Improved Energy Absorption in 3D Woven Composites by Weave Parameter Manipulation

Abstract

3D woven composites show significantly improved out-of-plane properties over traditional 2D laminates. This high through-thickness reinforcement is desirable in crashworthiness applications where crushing energy can be increased by composites’ improved interlaminar toughness. However, their use in practical applications is stunted by the poor understanding of how small variations in weave parameters, whether intended or not, affect the performance of these materials. Here, we demonstrate that small changes in textile properties, in this case pick density and float length have a knock-on effect that can greatly improve or diminish the crush performance of a 3D woven layer-to-layer structural fabric. Quasi-static and dynamic energy absorption values up to approximately 95J/g and 92J/g respectively are achieved.

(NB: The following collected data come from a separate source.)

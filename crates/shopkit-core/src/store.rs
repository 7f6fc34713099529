//! # Entity Store
//!
//! Generic identifier-keyed CRUD over a homogeneous in-memory collection.
//!
//! ## Store Pattern
//! ```text
//! ┌─────────────────────────────────────────────────────────────────────┐
//! │                    EntityStore<T> Explained                         │
//! │                                                                     │
//! │  Caller                                                             │
//! │     │  store.add(draft)          → assigns id = max + 1, appends    │
//! │     │  store.get(id)             → linear scan, Option<&T>          │
//! │     │  store.update(id, patch)   → merges provided fields           │
//! │     │  store.remove(id)          → bool (did a removal occur?)      │
//! │     ▼                                                               │
//! │  Vec<T>  (insertion order preserved)                                │
//! │                                                                     │
//! │  Benefits:                                                          │
//! │  • One container serves every entity shape (Product, Task, ...)     │
//! │  • No global state: each store is owned by its session              │
//! │  • Linear scans are fine at this scale; an id→index map could be    │
//! │    substituted without changing observable behavior                 │
//! └─────────────────────────────────────────────────────────────────────┘
//! ```
//!
//! ## Identifier Assignment
//! `next id = max(existing ids ∪ {0}) + 1`. Ids are unique and monotonic
//! within a store, minimum 1. A deleted trailing id can be handed out
//! again only once it exceeds the current maximum, so live ids are always
//! pairwise distinct.

use tracing::debug;

/// Integer entity identifier, unique within a store.
pub type EntityId = u64;

// =============================================================================
// Entity Trait
// =============================================================================

/// An entity that can live in an [`EntityStore`].
///
/// ## Associated Types
/// - `Draft`: creation fields, id excluded (the store assigns the id)
/// - `Patch`: partial update, every field optional (omitted = unchanged)
pub trait Entity {
    type Draft;
    type Patch;

    /// The entity's identifier, immutable after creation.
    fn id(&self) -> EntityId;

    /// Materializes an entity from a draft under a store-assigned id.
    fn from_draft(id: EntityId, draft: Self::Draft) -> Self;

    /// Merges the provided fields of a patch into this entity.
    fn apply(&mut self, patch: Self::Patch);
}

// =============================================================================
// Entity Store
// =============================================================================

/// Identifier-keyed CRUD over a homogeneous collection.
///
/// ## Usage
/// ```rust
/// use shopkit_core::store::EntityStore;
/// use shopkit_core::types::{Category, Product, ProductDraft};
/// use shopkit_core::money::Money;
///
/// let mut store: EntityStore<Product> = EntityStore::new();
/// let laptop = store.add(ProductDraft {
///     name: "Laptop".to_string(),
///     price: Money::new(99999, 2),
///     category: Category::Electronics,
///     available: true,
/// });
/// assert_eq!(laptop.id, 1);
/// ```
#[derive(Debug, Clone)]
pub struct EntityStore<T: Entity> {
    items: Vec<T>,
}

impl<T: Entity> Default for EntityStore<T> {
    fn default() -> Self {
        EntityStore::new()
    }
}

impl<T: Entity> EntityStore<T> {
    /// Creates an empty store.
    pub fn new() -> Self {
        EntityStore { items: Vec::new() }
    }

    /// Creates a store pre-populated with seed entities.
    ///
    /// Seed entities keep their own ids; subsequent [`add`](Self::add)
    /// calls continue from the maximum seeded id.
    pub fn with_seed(items: Vec<T>) -> Self {
        EntityStore { items }
    }

    /// Returns all entities in insertion order.
    pub fn all(&self) -> &[T] {
        &self.items
    }

    /// Looks up an entity by id. Absence is not an error.
    pub fn get(&self, id: EntityId) -> Option<&T> {
        self.items.iter().find(|item| item.id() == id)
    }

    /// Adds a new entity, assigning the next free id.
    ///
    /// Always succeeds given valid draft fields; returns the stored entity.
    pub fn add(&mut self, draft: T::Draft) -> &T {
        let id = self.next_id();
        debug!(id, "adding entity to store");
        self.items.push(T::from_draft(id, draft));
        // Just pushed, so the last slot is the new entity
        &self.items[self.items.len() - 1]
    }

    /// Merges a patch into the entity with the given id.
    ///
    /// Fields the patch omits are unchanged. Returns the updated entity,
    /// or `None` if the id is absent.
    pub fn update(&mut self, id: EntityId, patch: T::Patch) -> Option<&T> {
        let item = self.items.iter_mut().find(|item| item.id() == id)?;
        debug!(id, "updating entity");
        item.apply(patch);
        Some(item)
    }

    /// Removes the entity with the given id.
    ///
    /// Returns whether a removal occurred.
    pub fn remove(&mut self, id: EntityId) -> bool {
        let before = self.items.len();
        self.items.retain(|item| item.id() != id);
        let removed = self.items.len() < before;
        debug!(id, removed, "removing entity");
        removed
    }

    /// Number of entities in the store.
    pub fn len(&self) -> usize {
        self.items.len()
    }

    /// Checks whether the store is empty.
    pub fn is_empty(&self) -> bool {
        self.items.is_empty()
    }

    fn next_id(&self) -> EntityId {
        self.items.iter().map(Entity::id).max().unwrap_or(0) + 1
    }
}

// =============================================================================
// Unit Tests
// =============================================================================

Crush performance is investigated on omega-shaped coupons, under both quasi-static and dynamic loading conditions with crush rates between 2mm/min and 8.5m/s. The failure mechanisms present during progressive crush under quasi-static loading transitions between more expected brittle dominated failure and ductile dominated failure, which is more typical of metals under similar loading conditions. Whereas when dynamic loading is considered, the materials present a more typical splaying failure event. As a result, additional exploration of the three-point bending response of these varied architectures is presented as a means of further explaining the interplay between lamina bending and progressive folding/micro-buckling in these materials. The effect of the weave’s architectural alterations on physical composite properties such as weight, density and conformability to shape is also investigated.